+++ DATASET RECORDS

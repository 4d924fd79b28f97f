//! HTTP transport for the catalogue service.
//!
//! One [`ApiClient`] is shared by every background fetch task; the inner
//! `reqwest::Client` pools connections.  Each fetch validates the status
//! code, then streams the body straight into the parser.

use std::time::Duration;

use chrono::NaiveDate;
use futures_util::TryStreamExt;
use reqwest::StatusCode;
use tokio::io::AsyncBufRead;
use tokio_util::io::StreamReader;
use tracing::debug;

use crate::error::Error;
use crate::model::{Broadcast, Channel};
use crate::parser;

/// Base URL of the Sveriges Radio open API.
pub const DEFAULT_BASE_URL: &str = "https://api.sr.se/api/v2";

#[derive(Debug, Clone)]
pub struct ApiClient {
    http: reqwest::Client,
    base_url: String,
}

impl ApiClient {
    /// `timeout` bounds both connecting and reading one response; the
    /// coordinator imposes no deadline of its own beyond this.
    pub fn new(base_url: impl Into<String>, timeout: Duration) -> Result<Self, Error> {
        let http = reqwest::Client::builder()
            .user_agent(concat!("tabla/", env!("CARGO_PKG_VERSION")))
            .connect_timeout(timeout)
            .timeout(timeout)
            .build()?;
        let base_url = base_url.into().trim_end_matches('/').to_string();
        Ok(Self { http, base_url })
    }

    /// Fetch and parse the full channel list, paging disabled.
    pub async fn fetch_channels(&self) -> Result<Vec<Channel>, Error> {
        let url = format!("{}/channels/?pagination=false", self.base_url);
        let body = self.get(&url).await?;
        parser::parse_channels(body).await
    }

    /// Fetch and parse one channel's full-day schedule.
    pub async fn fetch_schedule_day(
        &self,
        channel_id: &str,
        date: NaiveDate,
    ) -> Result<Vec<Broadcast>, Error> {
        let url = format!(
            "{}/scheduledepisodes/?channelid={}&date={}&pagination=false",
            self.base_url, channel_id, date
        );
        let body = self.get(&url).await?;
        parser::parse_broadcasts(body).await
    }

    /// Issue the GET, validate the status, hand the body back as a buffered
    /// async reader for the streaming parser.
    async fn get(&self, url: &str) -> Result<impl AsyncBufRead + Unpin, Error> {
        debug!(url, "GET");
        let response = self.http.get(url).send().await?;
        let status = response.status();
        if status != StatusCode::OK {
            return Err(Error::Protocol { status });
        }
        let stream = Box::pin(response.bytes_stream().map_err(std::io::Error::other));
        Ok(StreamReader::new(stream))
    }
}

++++++
+++ DATASET RECORDS

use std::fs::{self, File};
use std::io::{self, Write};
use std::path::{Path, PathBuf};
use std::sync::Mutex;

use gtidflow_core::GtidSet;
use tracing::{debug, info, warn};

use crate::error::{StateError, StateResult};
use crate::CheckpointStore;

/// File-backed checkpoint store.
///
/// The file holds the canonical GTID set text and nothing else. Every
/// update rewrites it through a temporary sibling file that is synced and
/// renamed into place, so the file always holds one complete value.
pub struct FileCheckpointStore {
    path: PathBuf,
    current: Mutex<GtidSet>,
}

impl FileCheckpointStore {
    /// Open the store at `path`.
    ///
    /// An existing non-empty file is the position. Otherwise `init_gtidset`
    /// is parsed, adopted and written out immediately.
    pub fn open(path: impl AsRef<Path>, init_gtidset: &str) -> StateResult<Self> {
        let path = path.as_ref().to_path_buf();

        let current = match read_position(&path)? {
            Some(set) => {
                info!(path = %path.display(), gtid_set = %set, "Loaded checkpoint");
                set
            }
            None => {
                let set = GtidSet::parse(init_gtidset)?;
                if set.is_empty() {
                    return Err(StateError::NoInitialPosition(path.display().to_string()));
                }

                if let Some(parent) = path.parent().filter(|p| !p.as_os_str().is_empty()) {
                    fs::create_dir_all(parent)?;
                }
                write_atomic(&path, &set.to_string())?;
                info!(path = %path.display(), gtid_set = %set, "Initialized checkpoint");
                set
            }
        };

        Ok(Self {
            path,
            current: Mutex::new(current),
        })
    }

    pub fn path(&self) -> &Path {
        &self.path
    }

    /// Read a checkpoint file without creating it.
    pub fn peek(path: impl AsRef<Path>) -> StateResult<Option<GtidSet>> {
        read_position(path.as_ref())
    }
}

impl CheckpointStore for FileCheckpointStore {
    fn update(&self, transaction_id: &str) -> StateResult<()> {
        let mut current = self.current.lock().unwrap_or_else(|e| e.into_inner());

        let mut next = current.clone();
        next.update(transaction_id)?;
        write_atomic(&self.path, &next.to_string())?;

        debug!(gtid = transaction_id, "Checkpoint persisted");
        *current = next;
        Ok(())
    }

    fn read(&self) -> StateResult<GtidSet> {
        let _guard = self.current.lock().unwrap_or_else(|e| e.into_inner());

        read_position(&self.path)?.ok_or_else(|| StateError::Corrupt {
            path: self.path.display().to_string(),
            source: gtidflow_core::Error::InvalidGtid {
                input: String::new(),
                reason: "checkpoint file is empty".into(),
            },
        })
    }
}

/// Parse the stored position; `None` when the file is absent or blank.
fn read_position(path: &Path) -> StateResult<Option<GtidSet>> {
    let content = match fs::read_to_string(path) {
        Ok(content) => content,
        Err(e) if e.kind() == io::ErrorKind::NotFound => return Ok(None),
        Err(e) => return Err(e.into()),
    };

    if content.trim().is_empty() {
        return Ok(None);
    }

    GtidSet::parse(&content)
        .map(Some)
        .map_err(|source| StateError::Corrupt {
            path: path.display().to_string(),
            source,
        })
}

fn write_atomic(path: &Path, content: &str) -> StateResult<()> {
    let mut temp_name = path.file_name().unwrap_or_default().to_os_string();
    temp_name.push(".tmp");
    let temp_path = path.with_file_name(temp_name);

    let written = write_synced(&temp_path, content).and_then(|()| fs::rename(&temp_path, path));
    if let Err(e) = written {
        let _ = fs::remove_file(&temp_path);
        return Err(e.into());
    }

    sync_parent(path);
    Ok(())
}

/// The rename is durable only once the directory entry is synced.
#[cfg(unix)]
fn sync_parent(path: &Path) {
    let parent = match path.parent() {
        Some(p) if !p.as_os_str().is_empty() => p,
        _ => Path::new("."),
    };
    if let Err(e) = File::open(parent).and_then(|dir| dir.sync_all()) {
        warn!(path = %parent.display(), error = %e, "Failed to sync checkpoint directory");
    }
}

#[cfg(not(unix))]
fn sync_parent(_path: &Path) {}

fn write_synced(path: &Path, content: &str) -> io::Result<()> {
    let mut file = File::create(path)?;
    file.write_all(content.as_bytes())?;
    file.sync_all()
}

++++++
+++ DATASET RECORDS

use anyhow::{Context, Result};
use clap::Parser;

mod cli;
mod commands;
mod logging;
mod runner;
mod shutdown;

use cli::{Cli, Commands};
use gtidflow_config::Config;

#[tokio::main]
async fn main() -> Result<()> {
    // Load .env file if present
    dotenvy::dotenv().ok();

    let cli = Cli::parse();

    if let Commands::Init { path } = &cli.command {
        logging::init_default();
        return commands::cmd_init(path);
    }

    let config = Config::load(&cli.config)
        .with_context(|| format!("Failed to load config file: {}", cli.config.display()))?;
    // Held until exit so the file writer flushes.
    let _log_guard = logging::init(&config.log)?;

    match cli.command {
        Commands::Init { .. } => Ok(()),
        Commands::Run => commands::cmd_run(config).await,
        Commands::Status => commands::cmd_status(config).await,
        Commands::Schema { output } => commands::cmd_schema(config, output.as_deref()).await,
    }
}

++++++

WHAT THE TASK REQUIRES —
Proceeding from the line containing "repository 4d924fd79b28f97f" through the line containing "Radio open API.", transcribe the lines above exactly, both end lines included.

ANSWER SECTION —
repository 4d924fd79b28f97f
//! HTTP transport for the catalogue service.
//!
//! One [`ApiClient`] is shared by every background fetch task; the inner
//! `reqwest::Client` pools connections.  Each fetch validates the status
//! code, then streams the body straight into the parser.

use std::time::Duration;

use chrono::NaiveDate;
use futures_util::TryStreamExt;
use reqwest::StatusCode;
use tokio::io::AsyncBufRead;
use tokio_util::io::StreamReader;
use tracing::debug;

use crate::error::Error;
use crate::model::{Broadcast, Channel};
use crate::parser;

/// Base URL of the Sveriges Radio open API.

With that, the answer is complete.